# camping supplies



## bigmthbass (Dec 11, 2010)

where do you shop most for camping supplies. big  name stores or smaller stores or just who has best prices??


----------



## jmfauver (Dec 12, 2010)

It depends on what I am looking for...If I want something for a trip and may only use it sparingly,I will go to the big stores...I also buy stuff after a lot of price checking....


----------



## thomas the redneck (Dec 13, 2010)

jmfauver said:


> It depends on what I am looking for...If I want something for a trip and may only use it sparingly,I will go to the big stores...I also buy stuff after a lot of price checking....

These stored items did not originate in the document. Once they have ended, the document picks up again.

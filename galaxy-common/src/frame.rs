use serde::{Serialize, Deserialize};

use crate::body::Body;

/// One rendered-frame record handed to the visualization consumer.
///
/// Holds the ordered x/y position arrays for a single step; index `i` in both
/// arrays is body `i` of the corresponding state. Frames are produced in
/// strictly increasing step order with no gaps, each carrying exactly N
/// points.
#[derive(Debug, Clone, Serialize, Deserialize)]
pub struct Frame {
    /// Step index this frame was captured at (0 = initial configuration).
    pub step: u32,
    pub xs: Vec<f64>,
    pub ys: Vec<f64>,
}

impl Frame {
    pub fn from_bodies(step: u32, bodies: &[Body]) -> Self {
        Self {
            step,
            xs: bodies.iter().map(|b| b.position.x).collect(),
            ys: bodies.iter().map(|b| b.position.y).collect(),
        }
    }

    /// Number of points in this frame.
    pub fn len(&self) -> usize {
        self.xs.len()
    }

    pub fn is_empty(&self) -> bool {
        self.xs.is_empty()
    }
}

#[cfg(test)]
mod tests {
    use super::*;
    use crate::vecmath::Vec2;

    #[test]
    fn frame_preserves_body_order() {
        let bodies = vec![
            Body {
                position: Vec2::new(0.1, 0.2),
                mass: 1.0,
                velocity: Vec2::zero(),
                brightness: 1.0,
            },
            Body {
                position: Vec2::new(0.3, 0.4),
                mass: 1.0,
                velocity: Vec2::zero(),
                brightness: 1.0,
            },
        ];
        let frame = Frame::from_bodies(7, &bodies);
        assert_eq!(frame.step, 7);
        assert_eq!(frame.xs, vec![0.1, 0.3]);
        assert_eq!(frame.ys, vec![0.2, 0.4]);
        assert_eq!(frame.len(), 2);
    }
}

acadamey bass pro rei walmart it all depends what it is 
the way i see it if i got to have it and will depend on spend the money for the quality  tent,sleeping, bag ,air matress
and cook stove i got good ones but i did shop around


----------



## Alaska (Dec 25, 2010)

I shop via web at Binks Outfitters and Seirra Trading Post. Once in a blue moon when I make a trek to the big city I stop at Dicks in Kennesaw or Sportsmans Warehouse in Chattanooga! There is a place out at Calhoun outlet mall called RAK Outfitters but I havent been there since they were downtown. Very friendly and knowledgable owner.


----------



## Longstreet1 (Dec 25, 2010)

I like the Army Navy stores you can get some good stuff cheap.


----------



## rospaw (Dec 26, 2010)

Ebay


----------



## walkinboss01 (Dec 26, 2010)

It depends on what type of camping your doing. Truck camping- you can get your supplies with whoever is cheapest. Back country- weight is the biggest concern, and not neccessarily price. Ever oz counts where your hiking long distances before you set up camp.


----------



## Ballplayer (Dec 27, 2010)

Supplies or equipment, there's a big difference. Supplies, dollar stores for staples, they're alot cheaper and I catch/kill my food. Equip., what they said.


----------



## horse2292 (Mar 1, 2011)

Alaska said:


> I shop via web at Binks Outfitters and Seirra Trading Post. Once in a blue moon when I make a trek to the big city I stop at Dicks in Kennesaw or Sportsmans Warehouse in Chattanooga! There is a place out at Calhoun outlet mall called RAK Outfitters but I havent been there since they were downtown. Very friendly and knowledgable owner.



(RAK)I went in and was disappointed.Since they moved it was 95% clothes. Might have changed. I went pretty soon after they opened.

I buy from Sierra trading all the time. Just got several Columbia shirts.


----------